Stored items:
%%

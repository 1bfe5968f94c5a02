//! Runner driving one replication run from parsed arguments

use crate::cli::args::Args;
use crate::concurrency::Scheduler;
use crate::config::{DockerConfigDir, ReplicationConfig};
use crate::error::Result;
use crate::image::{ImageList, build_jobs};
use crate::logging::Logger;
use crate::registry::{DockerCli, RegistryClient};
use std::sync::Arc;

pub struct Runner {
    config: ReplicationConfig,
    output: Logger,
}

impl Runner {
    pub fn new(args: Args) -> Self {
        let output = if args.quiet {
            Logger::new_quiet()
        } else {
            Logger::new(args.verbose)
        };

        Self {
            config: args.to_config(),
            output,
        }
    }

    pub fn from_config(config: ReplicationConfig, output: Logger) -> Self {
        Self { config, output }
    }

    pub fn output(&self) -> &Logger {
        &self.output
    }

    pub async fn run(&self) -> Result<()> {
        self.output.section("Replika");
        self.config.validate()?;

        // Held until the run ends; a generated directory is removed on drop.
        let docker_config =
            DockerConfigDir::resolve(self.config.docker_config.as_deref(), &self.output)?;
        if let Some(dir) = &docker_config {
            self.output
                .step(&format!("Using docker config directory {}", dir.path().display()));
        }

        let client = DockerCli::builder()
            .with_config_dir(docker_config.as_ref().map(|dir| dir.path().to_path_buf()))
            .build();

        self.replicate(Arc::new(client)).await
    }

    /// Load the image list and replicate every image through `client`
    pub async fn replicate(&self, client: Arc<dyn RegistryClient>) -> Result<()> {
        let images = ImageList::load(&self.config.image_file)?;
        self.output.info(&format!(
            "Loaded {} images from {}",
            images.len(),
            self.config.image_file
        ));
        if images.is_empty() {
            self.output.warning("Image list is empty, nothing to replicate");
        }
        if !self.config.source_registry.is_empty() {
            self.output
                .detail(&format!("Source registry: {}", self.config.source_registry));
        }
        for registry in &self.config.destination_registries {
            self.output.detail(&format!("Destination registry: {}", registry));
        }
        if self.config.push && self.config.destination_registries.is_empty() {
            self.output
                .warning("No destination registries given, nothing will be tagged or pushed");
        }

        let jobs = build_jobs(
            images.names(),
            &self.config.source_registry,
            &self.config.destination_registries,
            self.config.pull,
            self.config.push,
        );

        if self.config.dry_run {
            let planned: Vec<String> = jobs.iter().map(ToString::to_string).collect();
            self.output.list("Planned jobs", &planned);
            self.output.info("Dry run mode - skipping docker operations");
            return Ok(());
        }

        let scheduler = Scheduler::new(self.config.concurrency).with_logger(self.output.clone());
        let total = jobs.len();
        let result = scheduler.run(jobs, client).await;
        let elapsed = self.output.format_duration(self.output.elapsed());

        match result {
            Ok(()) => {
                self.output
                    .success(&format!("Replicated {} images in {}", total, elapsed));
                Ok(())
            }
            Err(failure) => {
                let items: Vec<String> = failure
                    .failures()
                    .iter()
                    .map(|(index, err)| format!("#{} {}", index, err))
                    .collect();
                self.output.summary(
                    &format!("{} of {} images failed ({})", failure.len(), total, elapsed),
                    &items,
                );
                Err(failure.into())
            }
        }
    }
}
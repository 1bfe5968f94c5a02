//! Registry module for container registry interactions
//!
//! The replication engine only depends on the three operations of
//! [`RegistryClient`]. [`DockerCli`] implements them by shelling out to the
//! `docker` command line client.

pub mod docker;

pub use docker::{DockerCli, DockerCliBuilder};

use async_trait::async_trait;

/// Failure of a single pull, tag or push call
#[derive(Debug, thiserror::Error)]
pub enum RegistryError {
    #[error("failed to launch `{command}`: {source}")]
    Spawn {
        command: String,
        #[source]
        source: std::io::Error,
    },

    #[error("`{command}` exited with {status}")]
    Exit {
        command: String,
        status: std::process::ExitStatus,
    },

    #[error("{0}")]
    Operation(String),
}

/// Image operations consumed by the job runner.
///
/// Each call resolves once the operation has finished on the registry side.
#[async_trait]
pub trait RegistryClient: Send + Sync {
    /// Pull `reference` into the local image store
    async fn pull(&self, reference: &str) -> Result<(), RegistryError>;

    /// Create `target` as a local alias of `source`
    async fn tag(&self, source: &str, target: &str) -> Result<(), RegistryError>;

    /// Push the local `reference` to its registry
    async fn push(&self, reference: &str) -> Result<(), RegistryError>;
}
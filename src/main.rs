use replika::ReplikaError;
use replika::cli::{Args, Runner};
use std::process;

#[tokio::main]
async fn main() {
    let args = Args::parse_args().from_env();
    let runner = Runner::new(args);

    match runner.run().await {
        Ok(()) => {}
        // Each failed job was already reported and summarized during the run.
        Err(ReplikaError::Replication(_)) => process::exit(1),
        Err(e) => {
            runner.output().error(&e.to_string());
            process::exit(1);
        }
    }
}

%%

*What the task asks:* Please filter the data down to the lines containing the word "into".

*Task solution:*
                Err(failure.into())
    /// Pull `reference` into the local image store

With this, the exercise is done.